Pr(some bin gets load \ge\log n) \le\sum_{i=1}^n\text{Pr}(\text{bin }i\text{ gets load}\ge \log n)\le n\times\frac{1}{n^2}=\frac{1}{n}.

Pr(no bin gets load \ge\log n) \ge 1-\frac{1}{n}.

(In fact, the bound can be refined to \Theta(\frac{\log n}{\log \log n})).

Power of 2 choices

Assign balls sequentially into bins

For i = 1 to n:

  • Choose 2 random bins, j and k
  • If L(j) < L(k): then assign ball i to bin j
  • else: assign ball i to bin k

With this change, the max load is O(\log \log n) with high probability.

If d random bins are used (instead of 2), the max load is O(\frac{\log \log n}{\log d}) with high probability.

Application to Hashing

Universe U of possible passwords, database S \subseteq U of unacceptable passwords. Query: Is x \in S?

Hash table: H = \{0,1, \dots, n-1\}

Map elements of U into bins \{0,1,\dots, n-1\} using hash function h : U \rightarrow \{0,1, \dots, n-1\}.

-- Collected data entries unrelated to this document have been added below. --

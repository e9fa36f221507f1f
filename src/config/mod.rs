//! Configuration types for the Travis CI client.

use crate::auth::AuthMethod;
use crate::errors::{TravisError, TravisErrorKind};
use std::time::Duration;

/// Default Travis CI API base URL.
pub const DEFAULT_BASE_URL: &str = "https://api.travis-ci.com/";

/// Base URL of the legacy travis-ci.org API.
pub const ORG_BASE_URL: &str = "https://api.travis-ci.org/";

/// Value of the `Travis-API-Version` header.
pub const DEFAULT_API_VERSION: &str = "3";

/// Default request timeout.
pub const DEFAULT_TIMEOUT: Duration = Duration::from_secs(30);

/// Default connect timeout.
pub const DEFAULT_CONNECT_TIMEOUT: Duration = Duration::from_secs(10);

/// Default User-Agent header.
pub const DEFAULT_USER_AGENT: &str = "integrations-travis/0.1.0";

/// Environment variable overriding the base URL.
pub const ENV_API_URL: &str = "TRAVIS_API_URL";

/// Environment variable holding the API token.
pub const ENV_TOKEN: &str = "TRAVIS_TOKEN";

/// Connection pool configuration.
#[derive(Debug, Clone)]
pub struct PoolConfig {
    /// Maximum idle connections per host.
    pub max_idle_per_host: usize,
    /// Idle connection timeout.
    pub idle_timeout: Duration,
}

impl Default for PoolConfig {
    fn default() -> Self {
        Self {
            max_idle_per_host: 20,
            idle_timeout: Duration::from_secs(90),
        }
    }
}

/// Travis CI client configuration.
#[derive(Debug, Clone)]
pub struct TravisConfig {
    /// API base URL.
    pub base_url: String,
    /// `Travis-API-Version` header value.
    pub api_version: String,
    /// Authentication method. Public endpoints work without one.
    pub auth: Option<AuthMethod>,
    /// Request timeout.
    pub timeout: Duration,
    /// Connect timeout.
    pub connect_timeout: Duration,
    /// User-Agent header.
    pub user_agent: String,
    /// Connection pool configuration.
    pub pool: PoolConfig,
}

impl Default for TravisConfig {
    fn default() -> Self {
        Self {
            base_url: DEFAULT_BASE_URL.to_string(),
            api_version: DEFAULT_API_VERSION.to_string(),
            auth: None,
            timeout: DEFAULT_TIMEOUT,
            connect_timeout: DEFAULT_CONNECT_TIMEOUT,
            user_agent: DEFAULT_USER_AGENT.to_string(),
            pool: PoolConfig::default(),
        }
    }
}

impl TravisConfig {
    /// Creates a new configuration builder.
    pub fn builder() -> TravisConfigBuilder {
        TravisConfigBuilder::new()
    }

    /// Builds a configuration from `TRAVIS_API_URL` and `TRAVIS_TOKEN`.
    ///
    /// Unset variables fall back to the defaults.
    pub fn from_env() -> Result<Self, TravisError> {
        let mut builder = Self::builder();
        if let Ok(url) = std::env::var(ENV_API_URL) {
            builder = builder.base_url(url);
        }
        if let Ok(token) = std::env::var(ENV_TOKEN) {
            if !token.is_empty() {
                builder = builder.auth(AuthMethod::token(token));
            }
        }
        builder.build()
    }

    /// Validates the configuration.
    pub fn validate(&self) -> Result<(), TravisError> {
        if self.base_url.is_empty() {
            return Err(TravisError::new(
                TravisErrorKind::InvalidBaseUrl,
                "Base URL cannot be empty",
            ));
        }

        let url = url::Url::parse(&self.base_url).map_err(|e| {
            TravisError::new(
                TravisErrorKind::InvalidBaseUrl,
                format!("Base URL is not a valid URL: {}", e),
            )
        })?;

        if !matches!(url.scheme(), "http" | "https") {
            return Err(TravisError::new(
                TravisErrorKind::InvalidBaseUrl,
                "Base URL must use the http or https scheme",
            ));
        }

        if self.user_agent.is_empty() {
            return Err(TravisError::configuration("User-Agent cannot be empty"));
        }

        if self.api_version.is_empty() {
            return Err(TravisError::configuration("API version cannot be empty"));
        }

        Ok(())
    }
}

/// Builder for TravisConfig.
#[derive(Debug, Default)]
pub struct TravisConfigBuilder {
    base_url: Option<String>,
    api_version: Option<String>,
    auth: Option<AuthMethod>,
    timeout: Option<Duration>,
    connect_timeout: Option<Duration>,
    user_agent: Option<String>,
    pool: Option<PoolConfig>,
}

impl TravisConfigBuilder {
    /// Creates a new builder.
    pub fn new() -> Self {
        Self::default()
    }

    /// Sets the base URL.
    pub fn base_url(mut self, url: impl Into<String>) -> Self {
        self.base_url = Some(url.into());
        self
    }

    /// Sets the API version header value.
    pub fn api_version(mut self, version: impl Into<String>) -> Self {
        self.api_version = Some(version.into());
        self
    }

    /// Sets the authentication method.
    pub fn auth(mut self, auth: AuthMethod) -> Self {
        self.auth = Some(auth);
        self
    }

    /// Sets the request timeout.
    pub fn timeout(mut self, timeout: Duration) -> Self {
        self.timeout = Some(timeout);
        self
    }

    /// Sets the connect timeout.
    pub fn connect_timeout(mut self, timeout: Duration) -> Self {
        self.connect_timeout = Some(timeout);
        self
    }

    /// Sets the User-Agent header.
    pub fn user_agent(mut self, ua: impl Into<String>) -> Self {
        self.user_agent = Some(ua.into());
        self
    }

    /// Sets the connection pool configuration.
    pub fn pool(mut self, config: PoolConfig) -> Self {
        self.pool = Some(config);
        self
    }

    /// Builds the configuration.
    pub fn build(self) -> Result<TravisConfig, TravisError> {
        let config = TravisConfig {
            base_url: self.base_url.unwrap_or_else(|| DEFAULT_BASE_URL.to_string()),
            api_version: self.api_version.unwrap_or_else(|| DEFAULT_API_VERSION.to_string()),
            auth: self.auth,
            timeout: self.timeout.unwrap_or(DEFAULT_TIMEOUT),
            connect_timeout: self.connect_timeout.unwrap_or(DEFAULT_CONNECT_TIMEOUT),
            user_agent: self.user_agent.unwrap_or_else(|| DEFAULT_USER_AGENT.to_string()),
            pool: self.pool.unwrap_or_default(),
        };

        config.validate()?;
        Ok(config)
    }
}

Chain hashing: H[i] is a linked list of elements x of S where h(x)=i

To add x into S:

  • Compute h(x)
  • add x onto linked list at H[h(x)]

To query y \in S:

  • Compute h(y)
  • Check if y is in the linked list at H[h(y)]

Query time = load at bin h(y)

Let |S| = m, |H| = n. This is equivalent to putting m balls into n bins.

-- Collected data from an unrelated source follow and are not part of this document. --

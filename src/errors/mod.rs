//! Error types for the Travis CI client.

use reqwest::header::HeaderMap;
use serde::Deserialize;
use std::fmt;
use thiserror::Error;

/// Result type alias for Travis CI operations.
pub type TravisResult<T> = Result<T, TravisError>;

/// Error kinds for categorizing Travis CI errors.
#[derive(Debug, Clone, PartialEq, Eq)]
pub enum TravisErrorKind {
    // Configuration errors
    /// Invalid base URL.
    InvalidBaseUrl,
    /// Invalid configuration.
    InvalidConfiguration,

    // Request errors
    /// Invalid parameter (query or body could not be encoded).
    InvalidParameter,
    /// Bad request (400).
    BadRequest,
    /// Unprocessable entity (422).
    UnprocessableEntity,

    // Auth errors
    /// Missing or invalid token (401).
    Unauthorized,
    /// Access forbidden (403).
    Forbidden,

    // Resource errors
    /// Resource not found (404).
    NotFound,
    /// Resource conflict (409).
    Conflict,
    /// Too many requests (429).
    TooManyRequests,

    // Network errors
    /// Connection failed.
    ConnectionFailed,
    /// Request timeout.
    Timeout,

    // Server errors
    /// Any 5xx response.
    ServerError,

    // Response errors
    /// Failed to deserialize response.
    DeserializationError,

    // Generic
    /// Unknown error.
    Unknown,
}

impl fmt::Display for TravisErrorKind {
    fn fmt(&self, f: &mut fmt::Formatter<'_>) -> fmt::Result {
        let s = match self {
            Self::InvalidBaseUrl => "invalid_base_url",
            Self::InvalidConfiguration => "invalid_configuration",
            Self::InvalidParameter => "invalid_parameter",
            Self::BadRequest => "bad_request",
            Self::UnprocessableEntity => "unprocessable_entity",
            Self::Unauthorized => "unauthorized",
            Self::Forbidden => "forbidden",
            Self::NotFound => "not_found",
            Self::Conflict => "conflict",
            Self::TooManyRequests => "too_many_requests",
            Self::ConnectionFailed => "connection_failed",
            Self::Timeout => "timeout",
            Self::ServerError => "server_error",
            Self::DeserializationError => "deserialization_error",
            Self::Unknown => "unknown",
        };
        f.write_str(s)
    }
}

/// Error body returned by the Travis API.
///
/// ```json
/// {"@type": "error", "error_type": "not_found",
///  "error_message": "repository not found (or insufficient access)",
///  "resource_type": "repository"}
/// ```
#[derive(Debug, Clone, Deserialize)]
pub(crate) struct ErrorEnvelope {
    pub error_type: Option<String>,
    pub error_message: Option<String>,
    pub resource_type: Option<String>,
}

/// Travis CI API error with detailed information.
#[derive(Error, Debug)]
pub struct TravisError {
    kind: TravisErrorKind,
    message: String,
    status_code: Option<u16>,
    /// `error_type` from the Travis error envelope.
    error_type: Option<String>,
    /// `resource_type` from the Travis error envelope.
    resource_type: Option<String>,
    /// Raw response body, kept for callers that need more than the envelope.
    body: Option<String>,
    headers: Option<HeaderMap>,
    #[source]
    cause: Option<Box<dyn std::error::Error + Send + Sync>>,
}

impl fmt::Display for TravisError {
    fn fmt(&self, f: &mut fmt::Formatter<'_>) -> fmt::Result {
        write!(f, "[{}] {}", self.kind, self.message)?;
        if let Some(code) = self.status_code {
            write!(f, " (HTTP {})", code)?;
        }
        if let Some(ref error_type) = self.error_type {
            write!(f, " [error_type: {}]", error_type)?;
        }
        Ok(())
    }
}

impl TravisError {
    /// Creates a new Travis error.
    pub fn new(kind: TravisErrorKind, message: impl Into<String>) -> Self {
        Self {
            kind,
            message: message.into(),
            status_code: None,
            error_type: None,
            resource_type: None,
            body: None,
            headers: None,
            cause: None,
        }
    }

    /// Sets the HTTP status code.
    pub fn with_status(mut self, code: u16) -> Self {
        self.status_code = Some(code);
        self
    }

    /// Sets the raw response body.
    pub fn with_body(mut self, body: impl Into<String>) -> Self {
        self.body = Some(body.into());
        self
    }

    /// Sets the response headers.
    pub fn with_headers(mut self, headers: HeaderMap) -> Self {
        self.headers = Some(headers);
        self
    }

    /// Sets the underlying cause.
    pub fn with_cause(mut self, cause: impl std::error::Error + Send + Sync + 'static) -> Self {
        self.cause = Some(Box::new(cause));
        self
    }

    /// Gets the error kind.
    pub fn kind(&self) -> &TravisErrorKind {
        &self.kind
    }

    /// Gets the error message.
    pub fn message(&self) -> &str {
        &self.message
    }

    /// Gets the HTTP status code.
    pub fn status_code(&self) -> Option<u16> {
        self.status_code
    }

    /// Gets the Travis `error_type`, e.g. `not_found`.
    pub fn error_type(&self) -> Option<&str> {
        self.error_type.as_deref()
    }

    /// Gets the Travis `resource_type`, e.g. `repository`.
    pub fn resource_type(&self) -> Option<&str> {
        self.resource_type.as_deref()
    }

    /// Gets the raw response body.
    pub fn body(&self) -> Option<&str> {
        self.body.as_deref()
    }

    /// Gets the response headers.
    pub fn headers(&self) -> Option<&HeaderMap> {
        self.headers.as_ref()
    }

    /// Returns true if repeating the same request could succeed.
    ///
    /// The client itself never retries.
    pub fn is_retryable(&self) -> bool {
        matches!(
            self.kind,
            TravisErrorKind::TooManyRequests
                | TravisErrorKind::ConnectionFailed
                | TravisErrorKind::Timeout
                | TravisErrorKind::ServerError
        )
    }

    /// Creates an error from a non-success HTTP response.
    ///
    /// The body is parsed as a Travis error envelope when possible; otherwise
    /// a generic message is used and the body is still kept.
    pub fn from_response(status: u16, headers: HeaderMap, body: String) -> Self {
        let envelope = serde_json::from_str::<ErrorEnvelope>(&body).ok();

        let message = envelope
            .as_ref()
            .and_then(|e| e.error_message.clone())
            .unwrap_or_else(|| format!("HTTP {} error", status));

        let mut error = Self::new(Self::kind_from_status(status), message)
            .with_status(status)
            .with_headers(headers)
            .with_body(body);

        if let Some(envelope) = envelope {
            error.error_type = envelope.error_type;
            error.resource_type = envelope.resource_type;
        }

        error
    }

    /// Maps HTTP status code to error kind.
    fn kind_from_status(status: u16) -> TravisErrorKind {
        match status {
            400 => TravisErrorKind::BadRequest,
            401 => TravisErrorKind::Unauthorized,
            403 => TravisErrorKind::Forbidden,
            404 => TravisErrorKind::NotFound,
            409 => TravisErrorKind::Conflict,
            422 => TravisErrorKind::UnprocessableEntity,
            429 => TravisErrorKind::TooManyRequests,
            500..=599 => TravisErrorKind::ServerError,
            _ => TravisErrorKind::Unknown,
        }
    }

    // Convenience constructors

    /// Creates a configuration error.
    pub fn configuration(message: impl Into<String>) -> Self {
        Self::new(TravisErrorKind::InvalidConfiguration, message)
    }

    /// Creates an invalid parameter error.
    pub fn invalid_parameter(message: impl Into<String>) -> Self {
        Self::new(TravisErrorKind::InvalidParameter, message)
    }

    /// Creates a timeout error.
    pub fn timeout(message: impl Into<String>) -> Self {
        Self::new(TravisErrorKind::Timeout, message)
    }

    /// Creates a deserialization error.
    pub fn deserialization(message: impl Into<String>) -> Self {
        Self::new(TravisErrorKind::DeserializationError, message)
    }
}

If h(x) is a random function, then h(x) is a random bin in \{0,1,\dots,n-1\}. If m=n, the query time is O(\log n).

How to get a h which is random?

Choose a \in \{1,2, \dots, n-1\}. For x \in U, h(x) = ax \mod n

A better choice is to choose a,b \in \{1,2, \dots, n-1\}, h(x)=(ax+b) \mod n.

Better Approach

Hash table: H = \{0,1, \dots, n-1\}. Hash function: h_1, h_2 : U \rightarrow \{0,1, \dots, n-1\}.

To add x into S:

  • Compute h_1(x), h_2(x)
  • add x onto linked list at H[h(x)] which is less loaded

To query y \in S:

  • Compute h_1(y), h_2(y)
  • Check if y is in the linked list at H[h_1(y)], H[h_2(y)]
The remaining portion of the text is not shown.